>>>

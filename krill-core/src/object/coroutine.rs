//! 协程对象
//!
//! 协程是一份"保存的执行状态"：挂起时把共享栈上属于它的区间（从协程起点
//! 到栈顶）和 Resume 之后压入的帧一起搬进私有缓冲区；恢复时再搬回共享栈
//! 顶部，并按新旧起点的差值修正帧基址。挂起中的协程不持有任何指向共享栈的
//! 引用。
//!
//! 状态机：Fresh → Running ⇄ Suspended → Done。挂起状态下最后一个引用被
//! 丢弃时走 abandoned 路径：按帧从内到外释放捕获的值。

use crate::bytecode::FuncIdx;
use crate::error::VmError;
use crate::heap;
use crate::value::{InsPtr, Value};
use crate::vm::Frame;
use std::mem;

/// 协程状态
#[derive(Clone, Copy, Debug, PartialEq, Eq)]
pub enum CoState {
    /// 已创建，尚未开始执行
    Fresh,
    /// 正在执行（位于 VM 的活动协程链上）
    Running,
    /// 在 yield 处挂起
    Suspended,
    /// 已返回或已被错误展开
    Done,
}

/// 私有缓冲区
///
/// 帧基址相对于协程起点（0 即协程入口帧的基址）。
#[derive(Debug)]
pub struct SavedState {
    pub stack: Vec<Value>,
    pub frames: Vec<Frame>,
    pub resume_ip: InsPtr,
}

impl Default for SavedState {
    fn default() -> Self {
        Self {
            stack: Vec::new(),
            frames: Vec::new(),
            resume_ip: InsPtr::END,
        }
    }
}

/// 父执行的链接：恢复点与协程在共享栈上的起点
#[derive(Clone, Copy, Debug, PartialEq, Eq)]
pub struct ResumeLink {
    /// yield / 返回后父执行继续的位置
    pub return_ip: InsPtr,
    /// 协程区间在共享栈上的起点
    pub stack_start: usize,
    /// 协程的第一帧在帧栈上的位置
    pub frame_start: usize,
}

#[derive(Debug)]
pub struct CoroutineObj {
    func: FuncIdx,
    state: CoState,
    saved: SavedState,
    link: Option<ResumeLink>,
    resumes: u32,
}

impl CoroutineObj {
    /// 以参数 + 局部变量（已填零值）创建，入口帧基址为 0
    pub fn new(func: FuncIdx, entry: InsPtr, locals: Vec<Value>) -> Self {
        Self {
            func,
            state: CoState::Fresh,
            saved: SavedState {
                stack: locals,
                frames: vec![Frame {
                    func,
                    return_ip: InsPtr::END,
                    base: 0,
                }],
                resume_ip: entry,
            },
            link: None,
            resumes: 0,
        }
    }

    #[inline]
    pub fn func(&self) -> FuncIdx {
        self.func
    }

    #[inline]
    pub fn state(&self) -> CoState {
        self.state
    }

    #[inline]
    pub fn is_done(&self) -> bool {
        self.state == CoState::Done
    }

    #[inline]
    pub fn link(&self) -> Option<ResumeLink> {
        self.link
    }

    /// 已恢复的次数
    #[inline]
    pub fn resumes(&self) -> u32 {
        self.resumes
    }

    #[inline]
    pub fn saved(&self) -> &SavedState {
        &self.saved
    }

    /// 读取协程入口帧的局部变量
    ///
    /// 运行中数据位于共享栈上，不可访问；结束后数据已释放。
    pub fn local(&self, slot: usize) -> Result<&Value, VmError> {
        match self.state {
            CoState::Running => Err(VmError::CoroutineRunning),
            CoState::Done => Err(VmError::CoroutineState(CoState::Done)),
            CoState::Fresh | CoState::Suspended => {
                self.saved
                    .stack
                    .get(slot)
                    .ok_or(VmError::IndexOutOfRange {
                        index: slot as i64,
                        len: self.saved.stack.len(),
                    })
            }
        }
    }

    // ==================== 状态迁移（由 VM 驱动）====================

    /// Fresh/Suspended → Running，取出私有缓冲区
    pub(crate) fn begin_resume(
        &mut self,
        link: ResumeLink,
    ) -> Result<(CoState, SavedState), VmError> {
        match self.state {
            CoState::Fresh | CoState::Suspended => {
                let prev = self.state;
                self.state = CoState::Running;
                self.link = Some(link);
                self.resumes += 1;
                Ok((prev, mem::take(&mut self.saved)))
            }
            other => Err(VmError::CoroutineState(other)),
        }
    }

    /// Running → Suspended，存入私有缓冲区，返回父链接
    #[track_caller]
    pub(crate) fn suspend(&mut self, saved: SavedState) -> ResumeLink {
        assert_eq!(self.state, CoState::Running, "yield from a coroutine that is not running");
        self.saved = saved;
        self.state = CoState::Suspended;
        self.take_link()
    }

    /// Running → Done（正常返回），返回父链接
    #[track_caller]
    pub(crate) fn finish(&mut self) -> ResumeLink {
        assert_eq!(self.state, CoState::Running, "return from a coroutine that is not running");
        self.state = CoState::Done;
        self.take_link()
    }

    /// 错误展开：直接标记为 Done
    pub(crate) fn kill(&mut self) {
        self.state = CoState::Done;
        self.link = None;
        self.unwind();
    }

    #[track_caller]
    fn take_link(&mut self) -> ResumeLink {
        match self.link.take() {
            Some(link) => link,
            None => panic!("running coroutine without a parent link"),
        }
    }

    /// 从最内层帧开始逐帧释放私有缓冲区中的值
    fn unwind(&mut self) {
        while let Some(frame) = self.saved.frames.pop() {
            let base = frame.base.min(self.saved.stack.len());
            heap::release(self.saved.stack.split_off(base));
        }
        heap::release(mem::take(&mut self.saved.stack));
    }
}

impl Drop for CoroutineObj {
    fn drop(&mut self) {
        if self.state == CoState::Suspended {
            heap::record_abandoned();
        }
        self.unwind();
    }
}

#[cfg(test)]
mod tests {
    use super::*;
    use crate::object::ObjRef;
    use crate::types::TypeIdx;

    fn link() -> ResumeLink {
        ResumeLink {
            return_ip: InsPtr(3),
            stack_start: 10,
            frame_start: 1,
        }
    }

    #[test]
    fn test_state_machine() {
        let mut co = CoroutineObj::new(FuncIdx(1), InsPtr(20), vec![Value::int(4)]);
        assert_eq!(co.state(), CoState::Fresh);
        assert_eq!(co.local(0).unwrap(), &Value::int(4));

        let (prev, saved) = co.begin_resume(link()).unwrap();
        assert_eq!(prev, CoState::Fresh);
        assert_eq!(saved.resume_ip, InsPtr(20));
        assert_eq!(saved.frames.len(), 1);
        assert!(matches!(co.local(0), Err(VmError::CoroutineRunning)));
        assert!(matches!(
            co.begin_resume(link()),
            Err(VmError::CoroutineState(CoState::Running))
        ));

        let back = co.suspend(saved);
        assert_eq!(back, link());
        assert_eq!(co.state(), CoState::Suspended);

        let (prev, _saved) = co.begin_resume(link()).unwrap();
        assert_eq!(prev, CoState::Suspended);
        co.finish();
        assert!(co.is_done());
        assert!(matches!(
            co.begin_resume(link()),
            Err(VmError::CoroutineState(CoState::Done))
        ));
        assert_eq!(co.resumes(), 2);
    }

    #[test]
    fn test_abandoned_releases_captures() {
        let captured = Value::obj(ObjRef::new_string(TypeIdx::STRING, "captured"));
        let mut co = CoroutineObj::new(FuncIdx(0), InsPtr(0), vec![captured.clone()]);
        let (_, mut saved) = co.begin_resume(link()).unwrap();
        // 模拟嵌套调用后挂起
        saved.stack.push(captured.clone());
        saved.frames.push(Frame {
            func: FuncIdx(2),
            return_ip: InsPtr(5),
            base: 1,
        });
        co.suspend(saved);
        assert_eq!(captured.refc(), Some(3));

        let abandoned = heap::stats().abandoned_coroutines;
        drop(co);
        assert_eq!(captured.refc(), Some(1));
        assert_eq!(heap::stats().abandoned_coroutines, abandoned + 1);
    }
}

<<<
>>>

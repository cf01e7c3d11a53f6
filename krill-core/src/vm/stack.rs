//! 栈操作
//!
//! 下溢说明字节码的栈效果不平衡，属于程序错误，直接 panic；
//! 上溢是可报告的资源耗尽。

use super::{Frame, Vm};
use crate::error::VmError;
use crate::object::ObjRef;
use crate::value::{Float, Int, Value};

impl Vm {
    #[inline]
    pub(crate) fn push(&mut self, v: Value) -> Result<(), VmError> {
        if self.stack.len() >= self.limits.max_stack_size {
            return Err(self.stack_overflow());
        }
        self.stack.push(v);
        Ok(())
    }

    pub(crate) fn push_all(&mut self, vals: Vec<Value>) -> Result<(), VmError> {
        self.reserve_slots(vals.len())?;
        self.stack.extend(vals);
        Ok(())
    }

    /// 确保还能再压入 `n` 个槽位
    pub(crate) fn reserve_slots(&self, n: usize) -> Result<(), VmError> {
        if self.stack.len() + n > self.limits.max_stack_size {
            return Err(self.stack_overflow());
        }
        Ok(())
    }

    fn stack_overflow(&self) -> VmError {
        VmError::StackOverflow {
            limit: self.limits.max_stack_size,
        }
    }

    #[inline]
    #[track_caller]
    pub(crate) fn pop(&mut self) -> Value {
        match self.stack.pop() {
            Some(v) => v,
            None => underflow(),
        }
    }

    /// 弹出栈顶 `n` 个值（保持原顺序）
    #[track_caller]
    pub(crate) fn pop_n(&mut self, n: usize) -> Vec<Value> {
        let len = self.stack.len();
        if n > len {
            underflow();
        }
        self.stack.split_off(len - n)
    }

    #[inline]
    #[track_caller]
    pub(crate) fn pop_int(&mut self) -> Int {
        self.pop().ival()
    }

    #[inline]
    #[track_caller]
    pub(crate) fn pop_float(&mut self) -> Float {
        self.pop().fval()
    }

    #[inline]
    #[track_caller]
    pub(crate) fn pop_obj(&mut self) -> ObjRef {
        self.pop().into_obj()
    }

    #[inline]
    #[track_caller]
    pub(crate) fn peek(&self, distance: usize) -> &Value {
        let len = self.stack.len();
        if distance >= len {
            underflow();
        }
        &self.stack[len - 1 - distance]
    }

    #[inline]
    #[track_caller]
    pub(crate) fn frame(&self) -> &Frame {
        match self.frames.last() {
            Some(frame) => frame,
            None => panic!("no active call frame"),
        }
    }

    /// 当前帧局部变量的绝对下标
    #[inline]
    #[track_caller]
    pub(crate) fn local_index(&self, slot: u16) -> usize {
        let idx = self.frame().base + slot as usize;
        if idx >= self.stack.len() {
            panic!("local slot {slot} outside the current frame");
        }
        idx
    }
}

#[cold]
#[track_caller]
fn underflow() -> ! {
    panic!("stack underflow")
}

<<<

§ Required work:
Each line holding "krill" should be copied from the material above.

§ Completed exercise:
filename krill-core/src/object/coroutine.rs
filename krill-core/src/vm/stack.rs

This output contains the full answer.